割安感が際立っていることに加え、これまでのところ、リスク選好の上げ相場にも乗り遅れた感のある新興国通貨にも反発の可能性があると見ています。新興国通貨の上昇は、現地通貨建て新興国債券にも恩恵を及ぼすとも考えています。
市場のボラティリティが再度上昇する局面には、(安全通貨としての特性を国内経済の強い回復が補完する)スイスフランと金の買いが有効だと考えます。金は、年初来約17%と大幅に上昇しているものの、ピクテのテクニカル指標は買われ過ぎを示唆しておらず、(市場の動揺に対する)有効なヘッジ手段だと考えます。中期的なインフレ上昇の可能性や一貫して変わらないマイナスの実質金利、一段のドル安の可能性等、金のファンダメンタルズ要因は、割高な領域にあるとも考えられるバリュエーションを正当化していると考えます。
今後の 運用方針
ピクテがリアルタイムデータを用いて算出する経済活動指数は、中国経済が概ねコロナショック以前の水準まで回復していることを示唆している他、その他の国についても大規模な経済対策などにより回復の動きを強めていることを示しています。一方で、多くの地域において新型コロナウイルスの新規感染者数の伸びが加速していることが確認されており、再びロックダウンに陥る可能性には注意が必要であると考えている他、各国の景気見通しや企業業績予想が一段と落ち込む可能性は大きなリスクであるとみています。

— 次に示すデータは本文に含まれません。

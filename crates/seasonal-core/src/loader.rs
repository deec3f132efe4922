//! Image loading: raw upload bytes to an upright RGB raster.
//!
//! Only JPEG and PNG are accepted. The format is sniffed from the bytes, not
//! from a file name, and EXIF orientation is applied so every raster that
//! leaves this module has the same orientation and channel order (R, G, B).

use image::{DynamicImage, ImageDecoder, ImageFormat, ImageReader, RgbImage};
use std::io::Cursor;
use std::path::Path;
use thiserror::Error;

const SUPPORTED_EXTENSIONS: [&str; 3] = ["jpg", "jpeg", "png"];

#[derive(Error, Debug)]
pub enum DecodeError {
    #[error("unrecognized image data")]
    UnrecognizedFormat,
    #[error("unsupported image format: {0} (expected JPEG or PNG)")]
    UnsupportedFormat(String),
    #[error("image has zero width or height")]
    EmptyImage,
    #[error("image: {0}")]
    Image(#[from] image::ImageError),
}

/// Decode JPEG or PNG bytes into an upright RGB raster.
pub fn decode(bytes: &[u8]) -> Result<RgbImage, DecodeError> {
    let format = image::guess_format(bytes).map_err(|_| DecodeError::UnrecognizedFormat)?;
    if !matches!(format, ImageFormat::Jpeg | ImageFormat::Png) {
        return Err(DecodeError::UnsupportedFormat(format!("{format:?}")));
    }

    let mut decoder = ImageReader::with_format(Cursor::new(bytes), format).into_decoder()?;
    let orientation = decoder.orientation()?;
    let mut img = DynamicImage::from_decoder(decoder)?;
    img.apply_orientation(orientation);

    let raster = img.to_rgb8();
    if raster.width() == 0 || raster.height() == 0 {
        return Err(DecodeError::EmptyImage);
    }

    tracing::debug!(
        format = ?format,
        width = raster.width(),
        height = raster.height(),
        "decoded image"
    );
    Ok(raster)
}

/// File extensions a host should accept for upload (lowercase, no dot).
pub fn supported_extensions() -> &'static [&'static str] {
    &SUPPORTED_EXTENSIONS
}

/// Check a file name against the upload allow-list, ignoring case.
pub fn has_supported_extension(path: &Path) -> bool {
    path.extension()
        .and_then(|ext| ext.to_str())
        .map(|ext| {
            let ext = ext.to_ascii_lowercase();
            SUPPORTED_EXTENSIONS.contains(&ext.as_str())
        })
        .unwrap_or(false)
}
//! Face location: SCRFD detector via ONNX Runtime plus principal-face selection.
//!
//! SCRFD decodes anchors at three feature strides (8, 16, 32), which covers
//! small to large faces in one pass over a letterboxed input. Detections are
//! merged with NMS, mapped back to raster coordinates and clipped. Selection
//! then drops anything below the minimum face size and keeps the largest box.

use crate::config::DetectorConfig;
use crate::types::FaceRegion;
use image::imageops::{self, FilterType};
use image::RgbImage;
use ndarray::Array4;
use ort::session::Session;
use ort::value::TensorRef;
use std::path::{Path, PathBuf};
use std::sync::{Mutex, OnceLock};
use thiserror::Error;

const SCRFD_INPUT_SIZE: usize = 640;
const SCRFD_MEAN: f32 = 127.5;
const SCRFD_STD: f32 = 128.0;
const SCRFD_STRIDES: [usize; 3] = [8, 16, 32];
const SCRFD_ANCHORS_PER_CELL: usize = 2;
const SCRFD_MIN_OUTPUTS: usize = 6;

#[derive(Error, Debug)]
pub enum DetectorError {
    #[error("model file not found: {0} — download det_10g.onnx from insightface and place it in the model directory")]
    ModelNotFound(String),
    #[error("model unavailable: {0}")]
    ModelUnavailable(String),
    #[error("inference failed: {0}")]
    InferenceFailed(String),
    #[error("no face detected")]
    NoFaceDetected,
    #[error("ort: {0}")]
    Ort(#[from] ort::Error),
}

/// A face detection backend.
///
/// Implementations return candidate regions ranked by confidence. They must
/// be safe to share across concurrent classification calls.
pub trait FaceDetect: Send + Sync {
    fn detect(&self, raster: &RgbImage) -> Result<Vec<FaceRegion>, DetectorError>;
}

/// Run the detector and pick the principal face.
pub fn locate_face(
    detector: &dyn FaceDetect,
    raster: &RgbImage,
    config: &DetectorConfig,
) -> Result<FaceRegion, DetectorError> {
    ensure_non_empty(raster)?;
    let candidates = detector.detect(raster)?;
    tracing::debug!(candidates = candidates.len(), "face candidates");

    let face = select_principal(&candidates, config.min_face_size)
        .ok_or(DetectorError::NoFaceDetected)?;
    tracing::debug!(
        x = face.x,
        y = face.y,
        width = face.width,
        height = face.height,
        confidence = face.confidence,
        "principal face selected"
    );
    Ok(face)
}

/// A raster with a zero dimension cannot be letterboxed.
fn ensure_non_empty(raster: &RgbImage) -> Result<(), DetectorError> {
    let (width, height) = raster.dimensions();
    if width == 0 || height == 0 {
        return Err(DetectorError::InferenceFailed(format!("empty raster {width}x{height}")));
    }
    Ok(())
}

/// Largest qualifying region by area; equal areas keep the earlier one.
pub fn select_principal(candidates: &[FaceRegion], min_face_size: u32) -> Option<FaceRegion> {
    let mut best: Option<FaceRegion> = None;
    for face in candidates
        .iter()
        .filter(|f| f.width >= min_face_size && f.height >= min_face_size)
    {
        match best {
            Some(b) if face.area() <= b.area() => {}
            _ => best = Some(*face),
        }
    }
    best
}

/// Detection in letterbox-mapped float coordinates, before clipping.
#[derive(Debug, Clone)]
struct Detection {
    x: f32,
    y: f32,
    width: f32,
    height: f32,
    confidence: f32,
}

/// Metadata for coordinate de-mapping after letterbox resize.
struct LetterboxInfo {
    scale: f32,
    pad_x: f32,
    pad_y: f32,
}

/// Output tensor indices for one stride: (score_idx, bbox_idx).
type StrideOutputIndices = (usize, usize);

/// SCRFD-based face detector.
pub struct ScrfdDetector {
    /// Inference needs exclusive access to the session.
    session: Mutex<Session>,
    stride_indices: [StrideOutputIndices; 3],
    confidence_threshold: f32,
    nms_threshold: f32,
}

impl ScrfdDetector {
    /// Load the SCRFD ONNX model from the given path.
    pub fn load(model_path: &Path, config: &DetectorConfig) -> Result<Self, DetectorError> {
        if !model_path.exists() {
            return Err(DetectorError::ModelNotFound(model_path.display().to_string()));
        }

        let session = Session::builder()?
            .with_intra_threads(2)?
            .commit_from_file(model_path)?;

        let output_names: Vec<String> = session
            .outputs()
            .iter()
            .map(|o| o.name().to_string())
            .collect();

        tracing::info!(
            path = %model_path.display(),
            outputs = ?output_names,
            "loaded SCRFD model"
        );

        if output_names.len() < SCRFD_MIN_OUTPUTS {
            return Err(DetectorError::InferenceFailed(format!(
                "SCRFD model requires score and bbox outputs for 3 strides, got {} outputs",
                output_names.len()
            )));
        }

        let stride_indices = discover_output_indices(&output_names);
        tracing::debug!(?stride_indices, "SCRFD output tensor mapping");

        Ok(Self {
            session: Mutex::new(session),
            stride_indices,
            confidence_threshold: config.confidence_threshold,
            nms_threshold: config.nms_threshold,
        })
    }

    /// Resize into the fixed SCRFD input with centered padding, NCHW, RGB order.
    fn preprocess(raster: &RgbImage) -> (Array4<f32>, LetterboxInfo) {
        let (width, height) = raster.dimensions();
        let scale_w = SCRFD_INPUT_SIZE as f32 / width as f32;
        let scale_h = SCRFD_INPUT_SIZE as f32 / height as f32;
        let scale = scale_w.min(scale_h);

        let new_w = ((width as f32 * scale).round() as u32).clamp(1, SCRFD_INPUT_SIZE as u32);
        let new_h = ((height as f32 * scale).round() as u32).clamp(1, SCRFD_INPUT_SIZE as u32);
        let pad_x = (SCRFD_INPUT_SIZE as u32 - new_w) as f32 / 2.0;
        let pad_y = (SCRFD_INPUT_SIZE as u32 - new_h) as f32 / 2.0;

        let resized = imageops::resize(raster, new_w, new_h, FilterType::Triangle);

        // Padding value normalizes to 0.0.
        let mut tensor = Array4::<f32>::zeros((1, 3, SCRFD_INPUT_SIZE, SCRFD_INPUT_SIZE));
        let pad_x_start = pad_x.floor() as usize;
        let pad_y_start = pad_y.floor() as usize;

        for (x, y, pixel) in resized.enumerate_pixels() {
            let tx = pad_x_start + x as usize;
            let ty = pad_y_start + y as usize;
            for c in 0..3 {
                tensor[[0, c, ty, tx]] = (pixel[c] as f32 - SCRFD_MEAN) / SCRFD_STD;
            }
        }

        (tensor, LetterboxInfo { scale, pad_x, pad_y })
    }
}

impl FaceDetect for ScrfdDetector {
    fn detect(&self, raster: &RgbImage) -> Result<Vec<FaceRegion>, DetectorError> {
        ensure_non_empty(raster)?;
        let (input, letterbox) = Self::preprocess(raster);

        let mut session = self
            .session
            .lock()
            .map_err(|_| DetectorError::InferenceFailed("session lock poisoned".into()))?;
        let outputs = session.run(ort::inputs![TensorRef::from_array_view(input.view())?])?;

        let mut all_detections = Vec::new();
        for (stride_pos, &stride) in SCRFD_STRIDES.iter().enumerate() {
            let (score_idx, bbox_idx) = self.stride_indices[stride_pos];

            let (_, scores) = outputs[score_idx]
                .try_extract_tensor::<f32>()
                .map_err(|e| DetectorError::InferenceFailed(format!("scores stride {stride}: {e}")))?;
            let (_, bboxes) = outputs[bbox_idx]
                .try_extract_tensor::<f32>()
                .map_err(|e| DetectorError::InferenceFailed(format!("bboxes stride {stride}: {e}")))?;

            all_detections.extend(decode_stride(
                scores,
                bboxes,
                stride,
                &letterbox,
                self.confidence_threshold,
            ));
        }

        let (width, height) = raster.dimensions();
        Ok(nms(all_detections, self.nms_threshold)
            .iter()
            .filter_map(|d| clip_to_raster(d, width, height))
            .collect())
    }
}

/// Loads the SCRFD model on first use and shares it read-only afterwards.
///
/// A failed load is remembered; later calls report it without retrying.
pub struct LazyDetector {
    model_path: PathBuf,
    config: DetectorConfig,
    cell: OnceLock<Result<ScrfdDetector, String>>,
}

impl LazyDetector {
    pub fn new(model_path: impl Into<PathBuf>, config: DetectorConfig) -> Self {
        Self {
            model_path: model_path.into(),
            config,
            cell: OnceLock::new(),
        }
    }

    pub fn model_path(&self) -> &Path {
        &self.model_path
    }

    fn get(&self) -> Result<&ScrfdDetector, DetectorError> {
        self.cell
            .get_or_init(|| {
                ScrfdDetector::load(&self.model_path, &self.config).map_err(|e| e.to_string())
            })
            .as_ref()
            .map_err(|msg| DetectorError::ModelUnavailable(msg.clone()))
    }
}

impl FaceDetect for LazyDetector {
    fn detect(&self, raster: &RgbImage) -> Result<Vec<FaceRegion>, DetectorError> {
        self.get()?.detect(raster)
    }
}

/// Discover output tensor ordering by name.
///
/// Named exports use "score_8", "bbox_16", ...; anything else falls back to
/// the standard positional layout [scores 8/16/32, bboxes 8/16/32, kps ...].
fn discover_output_indices(names: &[String]) -> [StrideOutputIndices; 3] {
    let find = |prefix: &str, stride: usize| -> Option<usize> {
        let target = format!("{prefix}_{stride}");
        names.iter().position(|n| n == &target)
    };

    let named: Option<Vec<StrideOutputIndices>> = SCRFD_STRIDES
        .iter()
        .map(|&stride| Some((find("score", stride)?, find("bbox", stride)?)))
        .collect();

    match named {
        Some(found) => {
            tracing::info!("SCRFD: using name-based output tensor mapping");
            [found[0], found[1], found[2]]
        }
        None => {
            tracing::info!(
                ?names,
                "SCRFD: output names not recognized, using positional mapping [0-2]=scores, [3-5]=bboxes"
            );
            [(0, 3), (1, 4), (2, 5)]
        }
    }
}

/// Decode detections for a single stride level.
fn decode_stride(
    scores: &[f32],
    bboxes: &[f32],
    stride: usize,
    letterbox: &LetterboxInfo,
    threshold: f32,
) -> Vec<Detection> {
    let grid = SCRFD_INPUT_SIZE / stride;
    let num_anchors = grid * grid * SCRFD_ANCHORS_PER_CELL;
    let step = stride as f32;

    let mut detections = Vec::new();
    for idx in 0..num_anchors {
        let score = scores.get(idx).copied().unwrap_or(0.0);
        if score <= threshold {
            continue;
        }

        let bbox_off = idx * 4;
        if bbox_off + 3 >= bboxes.len() {
            continue;
        }

        let anchor_idx = idx / SCRFD_ANCHORS_PER_CELL;
        let anchor_cx = (anchor_idx % grid) as f32 * step;
        let anchor_cy = (anchor_idx / grid) as f32 * step;

        let x1 = anchor_cx - bboxes[bbox_off] * step;
        let y1 = anchor_cy - bboxes[bbox_off + 1] * step;
        let x2 = anchor_cx + bboxes[bbox_off + 2] * step;
        let y2 = anchor_cy + bboxes[bbox_off + 3] * step;

        let orig_x1 = (x1 - letterbox.pad_x) / letterbox.scale;
        let orig_y1 = (y1 - letterbox.pad_y) / letterbox.scale;
        let orig_x2 = (x2 - letterbox.pad_x) / letterbox.scale;
        let orig_y2 = (y2 - letterbox.pad_y) / letterbox.scale;

        detections.push(Detection {
            x: orig_x1,
            y: orig_y1,
            width: orig_x2 - orig_x1,
            height: orig_y2 - orig_y1,
            confidence: score,
        });
    }

    detections
}

/// Non-Maximum Suppression; output is sorted by descending confidence.
fn nms(mut detections: Vec<Detection>, iou_threshold: f32) -> Vec<Detection> {
    detections.sort_by(|a, b| {
        b.confidence
            .partial_cmp(&a.confidence)
            .unwrap_or(std::cmp::Ordering::Equal)
    });

    let mut keep = Vec::new();
    let mut suppressed = vec![false; detections.len()];

    for i in 0..detections.len() {
        if suppressed[i] {
            continue;
        }
        keep.push(detections[i].clone());

        for j in (i + 1)..detections.len() {
            if !suppressed[j] && iou(&detections[i], &detections[j]) > iou_threshold {
                suppressed[j] = true;
            }
        }
    }

    keep
}

fn iou(a: &Detection, b: &Detection) -> f32 {
    let x1 = a.x.max(b.x);
    let y1 = a.y.max(b.y);
    let x2 = (a.x + a.width).min(b.x + b.width);
    let y2 = (a.y + a.height).min(b.y + b.height);

    let inter_area = (x2 - x1).max(0.0) * (y2 - y1).max(0.0);
    let union_area = a.width * a.height + b.width * b.height - inter_area;

    if union_area > 0.0 {
        inter_area / union_area
    } else {
        0.0
    }
}

/// Clip to the raster and snap to whole pixels; `None` if nothing remains.
fn clip_to_raster(det: &Detection, width: u32, height: u32) -> Option<FaceRegion> {
    let x1 = det.x.round().clamp(0.0, width as f32) as u32;
    let y1 = det.y.round().clamp(0.0, height as f32) as u32;
    let x2 = (det.x + det.width).round().clamp(0.0, width as f32) as u32;
    let y2 = (det.y + det.height).round().clamp(0.0, height as f32) as u32;

    if x2 <= x1 || y2 <= y1 {
        return None;
    }
    Some(FaceRegion {
        x: x1,
        y: y1,
        width: x2 - x1,
        height: y2 - y1,
        confidence: det.confidence,
    })
}

/// Detector that returns a fixed list of regions, for exercising the pipeline
/// without a model file.
#[cfg(test)]
pub(crate) struct FixedDetector(pub Vec<FaceRegion>);

#[cfg(test)]
impl FaceDetect for FixedDetector {
    fn detect(&self, _raster: &RgbImage) -> Result<Vec<FaceRegion>, DetectorError> {
        Ok(self.0.clone())
    }
}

しかし、各国政府が財政政策の強化に乗り出している他、FRBや欧州中央銀行(ECB)などによる量的緩和策の継続が予想され、今後景気や金融市場を下支えるものと期待しています。さらに、足元で株式のバリュエーションは妥当な水準で推移しており、安全資産とされる債券に対しては依然割安であることなども勘案すると、リスクオンの地合いが継続する可能性が高いとみています。
こうした考えの下、株式の組入れを引き上げていますが、特に割安に推移してきた欧州株式については財政政策の発動も期待されており注目しています。また、世界プレミアム・ブランド株式など景気敏感株式の中でも優良な銘柄に加え、5Gや電子決済、環境関連などの長期的な成長テーマを有する銘柄への投資を継続する方針です。
債券については、主要中央銀行による買入れプログラムの導入などを背景に投資適格社債を引き続き選好していきます。また、株価上昇時に値上がりしやすい転換社債にも注目していきます。新興国債券(現地通貨建て)については、引き続き割安であることや、インフレ率が低水準で推移していること、緩和的な金融政策が継続していることなどから投資妙味があるものとみています。
金については、高い分散効果が期待されることなどから、今後も保有を継続していきます。